Contributing to that fear was the regional parliament’s appointment last week of a Russian nationalist, Sergei Aksenov, as the autonomous republic’s new premier and a decision to hold a referendum this month on the future status of Crimea.
In December, Aksenov reportedly led a group of Russian nationalists who rampaged through a new settlement on the outskirts of Simferopol called Molodezhnoye, or “youth,” where dozens of Crimean Tatars were building homes. The attackers took to the buildings with sledgehammers and crowbars, destroying many of them, Dzhemilev said.
Referring to Aksenov and his political allies, Dzhemilev added, “If they vote for this illegitimate referendum on (Crimea’s) status, who will prevent them from doing something totally absurd like voting to expel us from our motherland once again?”
Russian nationalists say that a Tatar separatist movement has taken root in the region.
“The Tatars should watch their step now,” said Alexander Zhilkin, a 46-year-old businessman from the city of Bakhchisaray who carried a Russian national flag to protest the presence of a Ukrainian military unit in Simferopol. “They keep talking of gaining their own autonomy within Crimea, but now that our people are in power here we won’t allow any separatism inside our republic.”
The pro-Kremlin speaker of Crimea’s regional parliament, however, emphasized that the new authorities understood the Tatar community’s concerns.

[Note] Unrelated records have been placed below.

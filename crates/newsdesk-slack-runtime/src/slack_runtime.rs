//! Slack runtime that turns inbound events into model replies.

use std::{
    sync::{Arc, Mutex, PoisonError},
    time::Duration,
};

use anyhow::Result;
use newsdesk_ai::LlmClient;
use newsdesk_session::{run_conversation_turn, ConversationConfig, SessionError, SessionStore};

use crate::slack_helpers::{truncate_for_slack, SLACK_REPLY_MAX_CHARS};

mod slack_api_client;
mod slack_event_parsing;
mod slack_http_ingress;
mod slack_processed_events;
mod slack_prompt_templates;
mod slack_signature;
mod slack_socket_ingress;

use slack_api_client::{SlackApiClient, SlackApiClientConfig};
use slack_processed_events::ProcessedEventLog;

pub use slack_event_parsing::strip_mention_tokens;
pub use slack_prompt_templates::PromptTemplateKind;
pub use slack_signature::SlackSignatureError;

const COMPLETION_FAILURE_REPLY: &str =
    "Sorry, I couldn't get a response from the language model just now. Please try again in a moment.";

#[derive(Debug, Clone, Copy, Default, PartialEq, Eq)]
/// How Slack delivers events to the bot.
pub enum SlackTransportMode {
    /// Events API over signed HTTP requests.
    #[default]
    Http,
    /// Socket Mode websocket opened with the app-level token.
    Socket,
}

impl SlackTransportMode {
    pub fn as_str(self) -> &'static str {
        match self {
            Self::Http => "http",
            Self::Socket => "socket",
        }
    }
}

#[derive(Debug, Clone, PartialEq, Eq)]
pub enum EventKind {
    /// Plain channel or DM message; replied to in the channel.
    Message,
    /// `app_mention`; replied to in the mention's thread, addressed to the user.
    Mention { thread_ts: String },
    /// Slash command; replied to in the channel, addressed to the user.
    Command { name: String },
}

impl EventKind {
    pub fn as_str(&self) -> &'static str {
        match self {
            Self::Message => "message",
            Self::Mention { .. } => "mention",
            Self::Command { .. } => "command",
        }
    }
}

#[derive(Debug, Clone, PartialEq, Eq)]
/// Transport-neutral inbound event.
pub struct SlackInboundEvent {
    pub dedupe_key: String,
    pub kind: EventKind,
    pub user_id: String,
    pub channel_id: String,
    /// Raw text as delivered, mention tokens included.
    pub text: String,
    pub ts: String,
}

#[derive(Clone)]
/// Runtime configuration for the Slack bot.
pub struct SlackRuntimeConfig {
    pub llm_client: Arc<dyn LlmClient>,
    pub transport: SlackTransportMode,
    pub api_base: String,
    pub bot_token: String,
    pub app_token: Option<String>,
    pub signing_secret: Option<String>,
    pub bot_user_id: Option<String>,
    pub bind: String,
    pub history_window: usize,
    pub prompt_template: PromptTemplateKind,
    pub model: String,
    pub temperature: f32,
    pub max_tokens: Option<u32>,
    pub completion_timeout_ms: u64,
    pub request_timeout_ms: u64,
    pub retry_max_attempts: usize,
    pub retry_base_delay_ms: u64,
    pub processed_event_cap: usize,
    pub reconnect_delay: Duration,
}

impl SlackRuntimeConfig {
    fn conversation_config(&self) -> ConversationConfig {
        ConversationConfig {
            model: self.model.clone(),
            system_prompt: self.prompt_template.system_prompt().to_string(),
            temperature: self.temperature,
            max_tokens: self.max_tokens,
            completion_timeout_ms: self.completion_timeout_ms,
        }
    }
}

#[derive(Debug, Clone, PartialEq, Eq)]
/// What `handle_inbound_event` did with an event.
pub enum SlackDispatchOutcome {
    Replied { channel_id: String, ts: String },
    /// The completion failed and the user was sent an apology instead.
    Apologized { channel_id: String, ts: String },
    /// A slash command arrived without text; the usage line was posted.
    SentUsage { channel_id: String, ts: String },
    SkippedDuplicate,
    SkippedEmptyText,
    DroppedInvalidIdentity,
}

/// Shared state for every event handled by one running bot.
pub struct SlackRuntimeContext {
    slack_client: SlackApiClient,
    llm_client: Arc<dyn LlmClient>,
    sessions: Arc<SessionStore>,
    conversation: ConversationConfig,
    bot_user_id: String,
    processed_events: Mutex<ProcessedEventLog>,
}

impl SlackRuntimeContext {
    /// Builds the Slack client and session store, resolving the bot's own user
    /// id through `auth.test` when it is not configured.
    pub async fn initialize(config: &SlackRuntimeConfig) -> Result<Arc<Self>> {
        let slack_client = SlackApiClient::new(SlackApiClientConfig {
            api_base: config.api_base.clone(),
            app_token: config.app_token.clone(),
            bot_token: config.bot_token.clone(),
            request_timeout_ms: config.request_timeout_ms,
            retry_max_attempts: config.retry_max_attempts,
            retry_base_delay_ms: config.retry_base_delay_ms,
        })?;

        let bot_user_id = match config.bot_user_id.as_deref().map(str::trim) {
            Some(user_id) if !user_id.is_empty() => user_id.to_string(),
            _ => slack_client.resolve_bot_user_id().await?,
        };

        Ok(Arc::new(Self {
            slack_client,
            llm_client: Arc::clone(&config.llm_client),
            sessions: Arc::new(SessionStore::new(config.history_window)),
            conversation: config.conversation_config(),
            bot_user_id,
            processed_events: Mutex::new(ProcessedEventLog::new(config.processed_event_cap)),
        }))
    }

    pub fn bot_user_id(&self) -> &str {
        &self.bot_user_id
    }

    pub fn sessions(&self) -> &Arc<SessionStore> {
        &self.sessions
    }

    fn mark_processed(&self, key: &str) -> bool {
        self.processed_events
            .lock()
            .unwrap_or_else(PoisonError::into_inner)
            .mark_processed(key)
    }

    fn processed_event_count(&self) -> usize {
        self.processed_events
            .lock()
            .unwrap_or_else(PoisonError::into_inner)
            .len()
    }
}

/// Runs the bot on the configured transport until shutdown.
pub async fn run_slack_runtime(config: SlackRuntimeConfig) -> Result<()> {
    let context = SlackRuntimeContext::initialize(&config).await?;
    tracing::info!(
        transport = config.transport.as_str(),
        bot_user_id = context.bot_user_id(),
        history_window = context.sessions().history_window(),
        prompt_template = config.prompt_template.as_str(),
        model = %config.model,
        "newsdesk slack runtime starting"
    );
    match config.transport {
        SlackTransportMode::Http => {
            let signing_secret = config
                .signing_secret
                .clone()
                .filter(|secret| !secret.trim().is_empty())
                .ok_or_else(|| anyhow::anyhow!("http transport requires a slack signing secret"))?;
            slack_http_ingress::run_http_ingress(context, config.bind.as_str(), signing_secret)
                .await
        }
        SlackTransportMode::Socket => {
            slack_socket_ingress::run_socket_ingress(context, config.reconnect_delay).await
        }
    }
}

/// Answers one inbound event.
///
/// Only Slack Web API failures surface as errors; completion failures turn
/// into an apology reply and malformed identities are dropped.
pub async fn handle_inbound_event(
    context: &SlackRuntimeContext,
    event: SlackInboundEvent,
) -> Result<SlackDispatchOutcome> {
    if !context.mark_processed(&event.dedupe_key) {
        tracing::debug!(
            dedupe_key = %event.dedupe_key,
            kind = event.kind.as_str(),
            "skipping duplicate slack event"
        );
        return Ok(SlackDispatchOutcome::SkippedDuplicate);
    }

    let human_input = strip_mention_tokens(&event.text);
    let (address, thread_ts) = match &event.kind {
        EventKind::Message => (None, None),
        EventKind::Mention { thread_ts } => {
            (Some(event.user_id.as_str()), Some(thread_ts.as_str()))
        }
        EventKind::Command { .. } => (Some(event.user_id.as_str()), None),
    };

    if human_input.is_empty() {
        let EventKind::Command { name } = &event.kind else {
            tracing::debug!(
                dedupe_key = %event.dedupe_key,
                kind = event.kind.as_str(),
                "ignoring slack event with no text"
            );
            return Ok(SlackDispatchOutcome::SkippedEmptyText);
        };
        let usage = format!("usage: {name} <story topic or question>");
        let posted = post_reply(context, &event, address, thread_ts, &usage).await?;
        return Ok(SlackDispatchOutcome::SentUsage {
            channel_id: posted.channel,
            ts: posted.ts,
        });
    }

    tracing::debug!(
        dedupe_key = %event.dedupe_key,
        kind = event.kind.as_str(),
        user_id = %event.user_id,
        channel_id = %event.channel_id,
        "dispatching slack event"
    );
    let result = run_conversation_turn(
        context.sessions.as_ref(),
        context.llm_client.as_ref(),
        &context.conversation,
        &event.user_id,
        &human_input,
    )
    .await;

    match result {
        Ok(reply) => {
            let posted = post_reply(context, &event, address, thread_ts, &reply.text).await?;
            Ok(SlackDispatchOutcome::Replied {
                channel_id: posted.channel,
                ts: posted.ts,
            })
        }
        Err(SessionError::InvalidIdentity(user_id)) => {
            tracing::warn!(
                dedupe_key = %event.dedupe_key,
                user_id = %user_id,
                "dropping slack event with invalid user identity"
            );
            Ok(SlackDispatchOutcome::DroppedInvalidIdentity)
        }
        Err(error) => {
            tracing::warn!(
                dedupe_key = %event.dedupe_key,
                user_id = %event.user_id,
                error = %error,
                "completion failed for slack event"
            );
            let posted = post_reply(
                context,
                &event,
                address,
                thread_ts,
                COMPLETION_FAILURE_REPLY,
            )
            .await?;
            Ok(SlackDispatchOutcome::Apologized {
                channel_id: posted.channel,
                ts: posted.ts,
            })
        }
    }
}

async fn post_reply(
    context: &SlackRuntimeContext,
    event: &SlackInboundEvent,
    address: Option<&str>,
    thread_ts: Option<&str>,
    body: &str,
) -> Result<slack_api_client::SlackPostedMessage> {
    let text = match address {
        Some(user_id) => format!("<@{user_id}> {body}"),
        None => body.to_string(),
    };
    let text = truncate_for_slack(&text, SLACK_REPLY_MAX_CHARS);
    context
        .slack_client
        .post_message(&event.channel_id, &text, thread_ts)
        .await
}

/// Handles an event on a detached task and logs what happened.
pub(crate) fn spawn_event_dispatch(context: Arc<SlackRuntimeContext>, event: SlackInboundEvent) {
    tokio::spawn(async move {
        let dedupe_key = event.dedupe_key.clone();
        match handle_inbound_event(&context, event).await {
            Ok(outcome) => {
                tracing::debug!(dedupe_key = %dedupe_key, ?outcome, "slack event handled")
            }
            Err(error) => {
                tracing::warn!(dedupe_key = %dedupe_key, error = %error, "slack event reply failed")
            }
        }
    });
}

“No threats exist today for the residents of the republic,” Vladimir Konstantinov said, promising the Tatar community power that “they had never enjoyed before.”
Konstantinov’s pledge didn’t impress the residents of Abdulkerimov’s sprawling Tatar community, whose men now patrol the streets at night, fearing attacks by Russian nationalists.
“When they deported my father’s and mother’s families in 1944, all our grown men were at the front and couldn’t protect them,” said Emir Shevkiev, a 25-year-old philologist and member of the local Tatar community. “We are here and we will fight back.”